Give only a number in reply. It should be how many lines in the records contain the string "everything".

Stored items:

:::

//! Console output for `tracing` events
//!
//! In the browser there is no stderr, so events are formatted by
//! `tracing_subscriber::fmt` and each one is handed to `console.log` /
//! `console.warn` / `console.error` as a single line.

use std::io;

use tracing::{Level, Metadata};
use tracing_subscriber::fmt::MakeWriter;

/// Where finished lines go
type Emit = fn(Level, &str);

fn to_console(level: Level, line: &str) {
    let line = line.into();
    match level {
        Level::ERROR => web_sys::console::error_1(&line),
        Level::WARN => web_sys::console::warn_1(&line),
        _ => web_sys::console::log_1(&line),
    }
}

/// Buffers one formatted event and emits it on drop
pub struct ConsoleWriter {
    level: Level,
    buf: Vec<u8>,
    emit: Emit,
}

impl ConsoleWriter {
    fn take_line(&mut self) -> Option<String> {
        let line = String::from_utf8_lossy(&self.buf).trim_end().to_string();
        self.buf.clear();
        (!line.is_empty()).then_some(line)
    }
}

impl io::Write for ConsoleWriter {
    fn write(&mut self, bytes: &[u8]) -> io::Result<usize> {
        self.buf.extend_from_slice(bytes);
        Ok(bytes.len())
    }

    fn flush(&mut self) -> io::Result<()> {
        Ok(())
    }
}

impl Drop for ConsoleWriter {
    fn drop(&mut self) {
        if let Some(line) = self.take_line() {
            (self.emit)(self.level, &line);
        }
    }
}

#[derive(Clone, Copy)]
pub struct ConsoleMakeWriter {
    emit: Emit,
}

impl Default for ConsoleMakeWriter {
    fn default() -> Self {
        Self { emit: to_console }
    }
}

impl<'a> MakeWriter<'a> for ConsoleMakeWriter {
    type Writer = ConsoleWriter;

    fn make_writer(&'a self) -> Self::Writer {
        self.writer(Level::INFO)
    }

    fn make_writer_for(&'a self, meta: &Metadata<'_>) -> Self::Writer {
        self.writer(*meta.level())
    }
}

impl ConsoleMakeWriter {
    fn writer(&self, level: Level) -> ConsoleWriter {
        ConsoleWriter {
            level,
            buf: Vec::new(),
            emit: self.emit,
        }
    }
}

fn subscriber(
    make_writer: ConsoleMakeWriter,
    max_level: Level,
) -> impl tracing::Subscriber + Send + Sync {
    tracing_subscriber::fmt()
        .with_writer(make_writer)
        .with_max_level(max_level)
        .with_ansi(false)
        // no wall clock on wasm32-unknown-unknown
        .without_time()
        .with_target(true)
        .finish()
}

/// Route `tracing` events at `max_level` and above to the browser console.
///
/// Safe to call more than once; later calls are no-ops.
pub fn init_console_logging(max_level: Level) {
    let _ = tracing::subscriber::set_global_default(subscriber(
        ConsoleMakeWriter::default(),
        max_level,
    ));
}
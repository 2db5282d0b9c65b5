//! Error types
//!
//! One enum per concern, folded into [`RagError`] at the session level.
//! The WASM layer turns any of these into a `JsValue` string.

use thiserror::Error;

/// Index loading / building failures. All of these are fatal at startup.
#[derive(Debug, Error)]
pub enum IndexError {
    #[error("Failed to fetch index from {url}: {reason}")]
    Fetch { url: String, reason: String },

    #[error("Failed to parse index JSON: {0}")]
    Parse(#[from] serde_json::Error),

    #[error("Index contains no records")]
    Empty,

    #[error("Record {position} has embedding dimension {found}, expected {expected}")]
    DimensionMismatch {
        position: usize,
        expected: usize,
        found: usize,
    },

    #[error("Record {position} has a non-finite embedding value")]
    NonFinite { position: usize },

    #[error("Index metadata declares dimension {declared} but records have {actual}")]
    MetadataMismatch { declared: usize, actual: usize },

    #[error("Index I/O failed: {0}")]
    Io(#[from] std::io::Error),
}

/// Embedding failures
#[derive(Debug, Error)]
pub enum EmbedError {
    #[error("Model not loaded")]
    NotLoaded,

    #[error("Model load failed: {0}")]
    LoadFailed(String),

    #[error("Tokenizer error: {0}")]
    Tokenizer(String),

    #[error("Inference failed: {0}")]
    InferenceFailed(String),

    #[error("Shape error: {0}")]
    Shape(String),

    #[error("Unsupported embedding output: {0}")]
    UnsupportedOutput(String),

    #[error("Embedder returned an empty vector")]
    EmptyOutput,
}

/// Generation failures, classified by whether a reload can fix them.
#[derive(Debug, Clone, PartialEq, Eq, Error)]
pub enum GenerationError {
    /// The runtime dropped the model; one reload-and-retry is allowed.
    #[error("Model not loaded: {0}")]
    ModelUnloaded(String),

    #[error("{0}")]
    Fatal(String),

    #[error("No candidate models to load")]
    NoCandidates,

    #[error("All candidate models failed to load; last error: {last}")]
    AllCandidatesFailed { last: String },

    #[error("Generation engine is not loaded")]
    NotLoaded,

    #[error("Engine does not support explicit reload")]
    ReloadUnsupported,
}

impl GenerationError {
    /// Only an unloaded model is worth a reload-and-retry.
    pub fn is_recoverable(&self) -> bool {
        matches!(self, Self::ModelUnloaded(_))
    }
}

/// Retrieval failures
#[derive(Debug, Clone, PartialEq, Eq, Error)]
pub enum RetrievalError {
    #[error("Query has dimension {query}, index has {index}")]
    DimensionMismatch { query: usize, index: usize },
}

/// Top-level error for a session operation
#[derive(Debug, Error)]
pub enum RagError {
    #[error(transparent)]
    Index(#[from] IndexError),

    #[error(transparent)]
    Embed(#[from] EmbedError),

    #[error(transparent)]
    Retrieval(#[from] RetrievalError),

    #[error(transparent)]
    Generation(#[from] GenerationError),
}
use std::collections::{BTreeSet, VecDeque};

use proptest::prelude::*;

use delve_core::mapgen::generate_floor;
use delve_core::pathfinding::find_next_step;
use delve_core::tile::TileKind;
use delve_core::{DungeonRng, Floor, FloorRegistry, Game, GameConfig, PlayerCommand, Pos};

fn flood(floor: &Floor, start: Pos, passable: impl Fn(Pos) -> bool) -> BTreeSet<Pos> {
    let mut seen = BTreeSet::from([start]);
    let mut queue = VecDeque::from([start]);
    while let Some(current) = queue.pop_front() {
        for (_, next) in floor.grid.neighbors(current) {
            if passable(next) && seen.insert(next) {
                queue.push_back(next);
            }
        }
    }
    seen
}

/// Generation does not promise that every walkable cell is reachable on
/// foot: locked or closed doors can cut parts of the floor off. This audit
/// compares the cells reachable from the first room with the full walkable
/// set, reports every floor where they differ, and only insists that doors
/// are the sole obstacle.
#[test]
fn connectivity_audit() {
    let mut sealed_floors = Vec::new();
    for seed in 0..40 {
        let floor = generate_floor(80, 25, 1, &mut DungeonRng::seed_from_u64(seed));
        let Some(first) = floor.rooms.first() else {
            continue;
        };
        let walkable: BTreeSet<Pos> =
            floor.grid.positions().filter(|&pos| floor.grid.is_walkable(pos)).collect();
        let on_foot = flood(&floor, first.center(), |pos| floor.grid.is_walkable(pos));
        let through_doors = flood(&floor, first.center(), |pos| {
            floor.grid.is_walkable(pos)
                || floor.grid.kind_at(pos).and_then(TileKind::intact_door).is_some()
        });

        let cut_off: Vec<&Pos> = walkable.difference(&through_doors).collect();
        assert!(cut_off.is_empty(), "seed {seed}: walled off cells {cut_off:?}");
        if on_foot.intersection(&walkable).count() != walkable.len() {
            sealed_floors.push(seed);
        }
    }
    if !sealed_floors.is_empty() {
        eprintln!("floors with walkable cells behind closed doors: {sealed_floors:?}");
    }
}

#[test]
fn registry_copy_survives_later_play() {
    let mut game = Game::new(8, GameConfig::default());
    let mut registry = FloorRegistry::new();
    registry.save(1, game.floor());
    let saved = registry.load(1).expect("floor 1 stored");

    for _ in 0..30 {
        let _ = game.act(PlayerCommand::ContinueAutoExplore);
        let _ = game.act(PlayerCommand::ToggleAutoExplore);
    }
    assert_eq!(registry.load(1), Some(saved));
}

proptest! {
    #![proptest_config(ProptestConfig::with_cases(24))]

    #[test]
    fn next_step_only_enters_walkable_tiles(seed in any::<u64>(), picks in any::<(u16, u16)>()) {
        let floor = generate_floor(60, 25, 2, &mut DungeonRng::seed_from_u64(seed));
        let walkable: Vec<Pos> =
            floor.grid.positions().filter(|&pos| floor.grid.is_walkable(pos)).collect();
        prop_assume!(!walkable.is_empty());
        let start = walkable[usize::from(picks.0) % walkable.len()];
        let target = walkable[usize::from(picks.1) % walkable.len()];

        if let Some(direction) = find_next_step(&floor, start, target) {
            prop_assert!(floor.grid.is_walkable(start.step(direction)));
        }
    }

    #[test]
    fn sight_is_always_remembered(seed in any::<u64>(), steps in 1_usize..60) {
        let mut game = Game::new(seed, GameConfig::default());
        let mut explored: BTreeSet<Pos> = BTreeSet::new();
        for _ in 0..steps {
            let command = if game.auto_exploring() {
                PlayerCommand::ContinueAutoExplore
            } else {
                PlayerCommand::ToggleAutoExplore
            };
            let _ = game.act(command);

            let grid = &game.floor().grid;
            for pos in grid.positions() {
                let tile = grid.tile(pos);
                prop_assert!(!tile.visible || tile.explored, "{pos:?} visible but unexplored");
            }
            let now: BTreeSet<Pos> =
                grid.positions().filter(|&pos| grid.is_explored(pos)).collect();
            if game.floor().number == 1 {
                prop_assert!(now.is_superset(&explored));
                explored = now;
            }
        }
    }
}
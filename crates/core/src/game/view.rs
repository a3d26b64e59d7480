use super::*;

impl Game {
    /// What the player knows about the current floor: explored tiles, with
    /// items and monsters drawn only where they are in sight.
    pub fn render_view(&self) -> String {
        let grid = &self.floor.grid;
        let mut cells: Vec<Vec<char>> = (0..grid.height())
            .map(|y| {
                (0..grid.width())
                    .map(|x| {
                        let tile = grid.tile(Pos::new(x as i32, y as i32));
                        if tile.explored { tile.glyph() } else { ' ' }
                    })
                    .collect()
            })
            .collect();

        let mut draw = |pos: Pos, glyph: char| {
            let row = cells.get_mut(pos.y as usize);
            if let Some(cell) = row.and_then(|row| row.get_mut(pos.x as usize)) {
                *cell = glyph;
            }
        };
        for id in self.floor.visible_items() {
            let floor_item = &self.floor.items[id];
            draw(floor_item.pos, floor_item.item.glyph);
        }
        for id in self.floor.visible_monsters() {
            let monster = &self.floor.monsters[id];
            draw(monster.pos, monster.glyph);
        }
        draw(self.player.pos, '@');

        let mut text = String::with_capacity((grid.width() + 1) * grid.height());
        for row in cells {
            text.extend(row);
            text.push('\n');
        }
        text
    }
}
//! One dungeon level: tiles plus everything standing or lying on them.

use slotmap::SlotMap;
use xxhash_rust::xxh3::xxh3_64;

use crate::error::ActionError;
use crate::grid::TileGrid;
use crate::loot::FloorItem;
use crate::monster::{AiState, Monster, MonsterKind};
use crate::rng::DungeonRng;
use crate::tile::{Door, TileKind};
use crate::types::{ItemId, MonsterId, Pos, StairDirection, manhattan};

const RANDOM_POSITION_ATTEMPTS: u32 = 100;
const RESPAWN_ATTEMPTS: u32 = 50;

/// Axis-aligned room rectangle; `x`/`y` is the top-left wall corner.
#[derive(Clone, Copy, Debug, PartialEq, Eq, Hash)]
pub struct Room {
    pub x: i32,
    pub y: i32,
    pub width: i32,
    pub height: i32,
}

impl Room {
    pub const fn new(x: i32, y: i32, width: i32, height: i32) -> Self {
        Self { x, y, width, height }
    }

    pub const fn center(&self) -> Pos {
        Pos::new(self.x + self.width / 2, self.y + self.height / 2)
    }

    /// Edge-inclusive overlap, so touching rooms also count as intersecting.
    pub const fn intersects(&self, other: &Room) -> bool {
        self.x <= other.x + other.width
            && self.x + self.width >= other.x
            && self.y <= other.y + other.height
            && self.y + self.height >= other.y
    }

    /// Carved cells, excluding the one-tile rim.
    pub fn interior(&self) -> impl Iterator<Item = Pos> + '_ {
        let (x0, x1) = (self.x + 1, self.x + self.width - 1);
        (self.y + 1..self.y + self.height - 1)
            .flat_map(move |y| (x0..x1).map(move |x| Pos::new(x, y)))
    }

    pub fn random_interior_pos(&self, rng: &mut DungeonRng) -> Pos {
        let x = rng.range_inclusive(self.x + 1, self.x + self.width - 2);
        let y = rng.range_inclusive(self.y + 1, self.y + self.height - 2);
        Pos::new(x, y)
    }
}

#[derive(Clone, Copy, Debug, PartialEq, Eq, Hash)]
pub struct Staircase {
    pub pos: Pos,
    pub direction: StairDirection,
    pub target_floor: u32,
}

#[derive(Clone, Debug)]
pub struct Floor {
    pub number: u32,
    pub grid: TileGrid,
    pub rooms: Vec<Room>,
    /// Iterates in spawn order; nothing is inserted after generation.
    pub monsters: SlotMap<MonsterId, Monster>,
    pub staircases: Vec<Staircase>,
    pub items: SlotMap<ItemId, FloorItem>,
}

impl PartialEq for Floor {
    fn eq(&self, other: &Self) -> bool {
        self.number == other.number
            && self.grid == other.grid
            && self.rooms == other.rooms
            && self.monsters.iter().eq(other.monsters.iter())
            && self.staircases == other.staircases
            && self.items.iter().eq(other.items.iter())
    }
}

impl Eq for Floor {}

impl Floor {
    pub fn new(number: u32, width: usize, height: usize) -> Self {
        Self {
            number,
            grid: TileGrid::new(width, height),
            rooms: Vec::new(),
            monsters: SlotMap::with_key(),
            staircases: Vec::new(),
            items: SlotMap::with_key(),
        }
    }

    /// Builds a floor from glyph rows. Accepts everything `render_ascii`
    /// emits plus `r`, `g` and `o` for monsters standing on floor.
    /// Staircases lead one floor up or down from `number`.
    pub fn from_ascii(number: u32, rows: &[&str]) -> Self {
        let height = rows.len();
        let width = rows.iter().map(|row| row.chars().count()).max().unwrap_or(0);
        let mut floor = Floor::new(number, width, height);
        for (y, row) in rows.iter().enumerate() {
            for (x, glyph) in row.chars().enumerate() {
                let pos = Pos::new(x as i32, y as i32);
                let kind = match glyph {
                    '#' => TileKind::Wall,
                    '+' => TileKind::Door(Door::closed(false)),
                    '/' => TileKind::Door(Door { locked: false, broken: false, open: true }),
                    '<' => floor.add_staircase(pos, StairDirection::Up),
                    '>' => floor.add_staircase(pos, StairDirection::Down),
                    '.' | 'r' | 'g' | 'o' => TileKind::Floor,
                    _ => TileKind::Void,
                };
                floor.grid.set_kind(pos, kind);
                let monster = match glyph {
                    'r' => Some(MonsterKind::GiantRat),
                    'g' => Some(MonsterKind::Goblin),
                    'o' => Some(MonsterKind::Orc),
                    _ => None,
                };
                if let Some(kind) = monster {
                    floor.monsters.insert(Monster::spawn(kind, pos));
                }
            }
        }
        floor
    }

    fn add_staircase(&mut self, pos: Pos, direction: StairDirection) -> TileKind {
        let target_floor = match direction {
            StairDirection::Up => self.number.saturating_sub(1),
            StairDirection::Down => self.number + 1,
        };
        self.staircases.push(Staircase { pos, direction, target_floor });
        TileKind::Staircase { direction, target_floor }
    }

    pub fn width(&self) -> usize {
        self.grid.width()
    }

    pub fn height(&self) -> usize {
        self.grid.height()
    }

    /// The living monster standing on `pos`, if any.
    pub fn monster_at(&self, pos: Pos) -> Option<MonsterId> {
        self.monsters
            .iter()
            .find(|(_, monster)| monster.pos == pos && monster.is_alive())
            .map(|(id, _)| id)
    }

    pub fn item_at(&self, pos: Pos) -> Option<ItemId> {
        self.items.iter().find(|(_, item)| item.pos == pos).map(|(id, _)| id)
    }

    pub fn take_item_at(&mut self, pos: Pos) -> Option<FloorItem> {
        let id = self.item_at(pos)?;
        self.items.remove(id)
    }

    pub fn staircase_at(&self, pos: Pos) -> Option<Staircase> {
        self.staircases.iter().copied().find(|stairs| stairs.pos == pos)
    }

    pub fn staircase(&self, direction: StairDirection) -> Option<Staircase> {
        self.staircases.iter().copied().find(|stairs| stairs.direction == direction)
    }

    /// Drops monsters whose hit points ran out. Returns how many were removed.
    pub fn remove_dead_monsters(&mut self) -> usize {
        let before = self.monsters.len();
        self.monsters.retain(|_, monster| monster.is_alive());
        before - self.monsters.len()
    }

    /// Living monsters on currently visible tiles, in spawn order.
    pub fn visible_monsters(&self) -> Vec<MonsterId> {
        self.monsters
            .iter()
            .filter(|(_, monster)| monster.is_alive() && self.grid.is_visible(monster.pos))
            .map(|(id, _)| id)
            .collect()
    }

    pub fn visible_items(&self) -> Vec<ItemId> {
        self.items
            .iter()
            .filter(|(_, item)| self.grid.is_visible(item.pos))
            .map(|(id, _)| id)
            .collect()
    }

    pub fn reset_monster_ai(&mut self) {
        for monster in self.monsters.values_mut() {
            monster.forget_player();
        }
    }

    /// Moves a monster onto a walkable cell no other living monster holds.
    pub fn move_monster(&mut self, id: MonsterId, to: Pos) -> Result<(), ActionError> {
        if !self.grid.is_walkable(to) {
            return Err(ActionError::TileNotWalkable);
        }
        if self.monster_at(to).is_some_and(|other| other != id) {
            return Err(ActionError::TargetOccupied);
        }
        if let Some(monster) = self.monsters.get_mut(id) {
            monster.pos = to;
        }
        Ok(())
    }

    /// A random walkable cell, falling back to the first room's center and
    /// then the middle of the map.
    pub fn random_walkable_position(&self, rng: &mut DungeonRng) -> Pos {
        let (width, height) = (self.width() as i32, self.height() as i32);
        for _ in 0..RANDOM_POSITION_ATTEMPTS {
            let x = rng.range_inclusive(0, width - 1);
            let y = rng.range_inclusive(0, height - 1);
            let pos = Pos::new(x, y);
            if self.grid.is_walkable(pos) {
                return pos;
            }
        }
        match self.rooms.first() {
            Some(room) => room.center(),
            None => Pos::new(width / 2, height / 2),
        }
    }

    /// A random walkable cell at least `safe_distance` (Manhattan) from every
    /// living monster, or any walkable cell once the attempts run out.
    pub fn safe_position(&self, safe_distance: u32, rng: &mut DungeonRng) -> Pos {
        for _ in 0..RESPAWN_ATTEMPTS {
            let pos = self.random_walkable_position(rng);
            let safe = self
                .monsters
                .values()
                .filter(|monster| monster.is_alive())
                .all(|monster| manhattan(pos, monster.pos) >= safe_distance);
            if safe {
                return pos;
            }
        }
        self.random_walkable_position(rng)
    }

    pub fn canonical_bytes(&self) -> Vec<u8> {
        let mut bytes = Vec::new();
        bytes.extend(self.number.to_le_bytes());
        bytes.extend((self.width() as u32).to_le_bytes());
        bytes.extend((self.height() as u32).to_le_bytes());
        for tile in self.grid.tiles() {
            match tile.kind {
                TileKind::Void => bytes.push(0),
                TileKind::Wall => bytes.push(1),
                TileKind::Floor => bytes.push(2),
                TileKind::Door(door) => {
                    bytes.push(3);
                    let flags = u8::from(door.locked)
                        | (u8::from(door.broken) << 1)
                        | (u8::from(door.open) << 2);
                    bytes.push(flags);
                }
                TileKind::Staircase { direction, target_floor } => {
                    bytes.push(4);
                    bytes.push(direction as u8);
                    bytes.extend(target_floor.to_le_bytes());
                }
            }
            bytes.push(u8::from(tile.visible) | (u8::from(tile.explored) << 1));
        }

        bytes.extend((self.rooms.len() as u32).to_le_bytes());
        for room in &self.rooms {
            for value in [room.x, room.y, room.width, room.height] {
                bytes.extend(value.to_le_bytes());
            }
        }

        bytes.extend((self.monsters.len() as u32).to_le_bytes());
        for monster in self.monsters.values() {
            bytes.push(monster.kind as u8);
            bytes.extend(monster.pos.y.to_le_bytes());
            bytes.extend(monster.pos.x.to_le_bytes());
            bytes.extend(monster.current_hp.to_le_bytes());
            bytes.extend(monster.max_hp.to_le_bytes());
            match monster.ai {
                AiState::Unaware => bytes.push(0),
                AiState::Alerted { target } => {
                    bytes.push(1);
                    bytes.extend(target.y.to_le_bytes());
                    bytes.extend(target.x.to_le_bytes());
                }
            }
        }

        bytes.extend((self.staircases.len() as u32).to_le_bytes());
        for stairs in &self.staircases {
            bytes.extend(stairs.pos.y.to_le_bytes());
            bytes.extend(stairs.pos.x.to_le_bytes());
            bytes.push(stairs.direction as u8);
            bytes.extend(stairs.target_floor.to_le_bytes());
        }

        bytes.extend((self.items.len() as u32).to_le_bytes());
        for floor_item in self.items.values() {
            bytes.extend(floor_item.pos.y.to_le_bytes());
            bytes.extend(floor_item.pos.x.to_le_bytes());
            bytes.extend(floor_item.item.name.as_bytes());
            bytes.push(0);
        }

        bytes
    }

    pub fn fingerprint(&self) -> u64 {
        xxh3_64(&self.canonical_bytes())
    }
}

:::

TASK RESPONSE: 2